Eloy se levantou, se atirou contra Abel, descontrolado. A espada errou outra vez, o adversário brincava com ele, cortou superficialmente o ombro. Eloy sentiu os joelhos tremerem, deixou-se desabar em humilhação, bufou.

Abel ria.

Acima, Nerea assistia.

“Você é engraçado”, disse o rival. “Sempre foi o frio, o calculista, o sombrio dedicado à profissão, à família, às caçadas. Sempre foi um rival à minha altura. Olhe o que se tornou, Eloy. Olhe para você, ajoelhado à minha frente, sem sequer evitar meus golpes. Veja o que fez consigo mesmo. Veja o que fez com aquelas pessoas. O que houve com o homem que eu enfrentei um dia?”

Eloy baixou os olhos. Abel era um maldito, mas estava certo, e suas palavras doíam mais do que os cortes de sua espada. Tudo estava errado para Eloy, a vida toda parecia ruir sem razão. A perda de Aurora, o surgimento da Voz, de Nerea, os assassinatos, o aumento dos monstros. Tudo estava errado. Saber tudo sobre cada pessoa morta era um mistério que martirizava Eloy, e talvez Abel estivesse realmente falando a verdade. Talvez todos soubessem, mas ele não.

Talvez fosse ele o assassino.

Levantou-se, ajeitou as roupas.

“Sabe, Abel, você está certo”, disse com tranquilidade. “Eu não posso fazer isso. Não posso me ajoelhar na sua frente. Não posso deixar que vença esse confronto. Mas eu não matei Aurora. Não matei ninguém”.

Abel suspirou, entediado.

“E sabe, você errou em outra coisa também”, continuou Eloy. “Disse que eu sempre fui um adversário à sua altura. Engano seu. Eu o superei há muito tempo”.

Dizendo isso, Eloy o cortou de súbito, Abel não pôde se esquivar. A espada atingiu seu rosto, marcou-o com uma cicatriz que jamais deixaria de existir, abriu do lábio ao supercílio num sorriso artificial e sanguinolento. Abel gritou, a dor não era algo costumeiro, seu sangue raramente era despejado daquela maneira. Ferido, deixou que a espada tilintasse no chão, cobriu seu rosto com ambas as mãos, como uma garota envergonhada.

“Maldito!”, gritou, furioso. “Como ousa me ferir dessa maneira?! Como ousa se aproveitar de minha desatenção para me atacar desse jeito?! SEU ASSASSINO TRAIÇOEIRO! Você vai morrer!”

Eloy se manteve impassível.

“Agora é você quem está perdendo o controle, Abel”.

Abel cuspiu sangue no chão, deixou o rosto à mostra, o corte era profundo e horrível.

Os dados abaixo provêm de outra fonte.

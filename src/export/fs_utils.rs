// src/export/fs_utils.rs

use crate::errors::{AppError, AppResult};
use crate::ui::messages::info;
use crate::ui::prompt::ask_confirmation;
use std::path::Path;

/// Checks that the output file may be created or overwritten.
///
/// - file missing → Ok
/// - file present and `force` → Ok
/// - file present otherwise → asks the user.
pub(crate) fn ensure_writable(path: &Path, force: bool) -> AppResult<()> {
    if !path.exists() || force {
        return Ok(());
    }

    if ask_confirmation(&format!("The file '{}' already exists. Overwrite?", path.display())) {
        info("Existing file will be overwritten.");
        Ok(())
    } else {
        Err(AppError::Export(
            "Export cancelled: existing file not overwritten".into(),
        ))
    }
}
//! rWeekhours library root.
//! Exposes the loader, the attendance aggregator, the session store and the
//! CLI dispatcher used by main.rs.

pub mod cli;
pub mod config;
pub mod core;
pub mod db;
pub mod errors;
pub mod export;
pub mod loader;
pub mod models;
pub mod ui;
pub mod utils;

use clap::Parser;
use cli::parser::{Cli, Commands};
use config::Config;
use errors::AppResult;

pub use crate::core::aggregator::{Aggregator, aggregate};
pub use models::{AttendanceRecord, SessionState, WeeklySummary};

/// Central command dispatcher
pub fn dispatch(cli: &Cli, cfg: &Config) -> AppResult<()> {
    match &cli.command {
        Commands::Init => cli::commands::init::handle(cli),
        Commands::Config { .. } => cli::commands::config::handle(&cli.command, cfg),
        Commands::Upload { .. } => cli::commands::upload::handle(&cli.command, cfg),
        Commands::Report { .. } => cli::commands::report::handle(&cli.command, cfg),
        Commands::Show => cli::commands::show::handle(cfg),
        Commands::Reset { .. } => cli::commands::reset::handle(&cli.command, cfg),
        Commands::Log { .. } => cli::commands::log::handle(&cli.command, cfg),
        Commands::Export { .. } => cli::commands::export::handle(&cli.command, cfg),
    }
}

/// Entry point used by main.rs
pub fn run() -> AppResult<()> {
    // 1️⃣ parse CLI
    let cli = Cli::parse();

    // 2️⃣ load config once
    let mut cfg = Config::load()?;

    // 3️⃣ command-line override of the session database
    if let Some(custom_db) = &cli.db {
        cfg.database = utils::path::expand_tilde(custom_db)
            .to_string_lossy()
            .to_string();
    }

    dispatch(&cli, &cfg)
}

Um dos olhos estava inutilizado, o outro tremia sem parar. Ofegava, a dor era torturante, a humilhação era uma ferida ainda maior.

Parou. Coberto por seu próprio sangue, Abel gargalhou como um louco.

“Você tem razão, você tem razão”, rindo, insano. “Não podemos perder o controle, não é? Está tudo bem. Mas e então, você não queria me mostrar o inferno? Estou entediado, Eloy. Quero sair desse lugar”. Abriu os braços, o sangue gotejou em suas vestes claras. “Vamos, me mostre! Me leve até lá! Eu imploro”.

Eloy não mentiria para si mesmo: tinha vontade de matar Abel. Uma vontade grandiosa de fincar sua espada naquele homem que tanto o importunara, de acabar com sua vida de uma vez por todas. Mas, assim, se tornaria o assassino que não desejava ser. Seria como confirmar todas as palavras de Abel, aceitar todas as acusações daquelas mortes horrendas que aconteciam em sua cidade. Aceitar a culpa pela morte de Aurora.

Não o fez.

“Você é louco”.

“Você não pode me mostrar, não é? Não tem coragem de me levar para o inferno. Nem mesmo sabe como é aquele lugar”. Riu alto. “Tenho uma ideia melhor, Eloy. Vou te mostrar um lugar novo. Um lugar legal, se me permite. Talvez seja melhor do que o inferno”.

Parou para pensar.

“Talvez seja pior”, concluiu.

Nerea se espantou, mas ninguém percebeu.

A Voz estava lá.

Era poderosa.

“Sangue, vida, morte”, dizia ela. “O irmão de sangue distinto os aguarda. Venham. Venham até mim”.

E foram.

O mundo girou, pareceu se comprimir numa cápsula, girar como um tornado, então parou. Escureceu de súbito, tudo sumiu, se refez de maneira diferente. Eloy estava num palco, conhecia aquele tipo de lugar. Sentado à frente de um piano, acompanhado de uma orquestra completa, sentiu-se um rei.

O mundo era outro.

Estava arrumado, garboso e perfumado, diferente de como saíra de sua casa. Tinha luvas de profissional, o que realmente era. Sentiu algo lhe incomodar na cintura.

Eram suas metralhadoras.

Sentiu-se seguro.

Respirou, o cheiro era incômodo. A orquestra fedia, mesmo perfumada. Algo estava errado. No escuro da apresentação, não podia enxergá-los, nada além das silhuetas humanoides, cada qual portando seu instrumento. O cheiro não era suor, não era nada humano. O odor era diferente, peculiar. Um odor que Abel tinha o costume de sentir, ainda que desprezasse.

Monstros.

Todos os membros da orquestra eram demônios.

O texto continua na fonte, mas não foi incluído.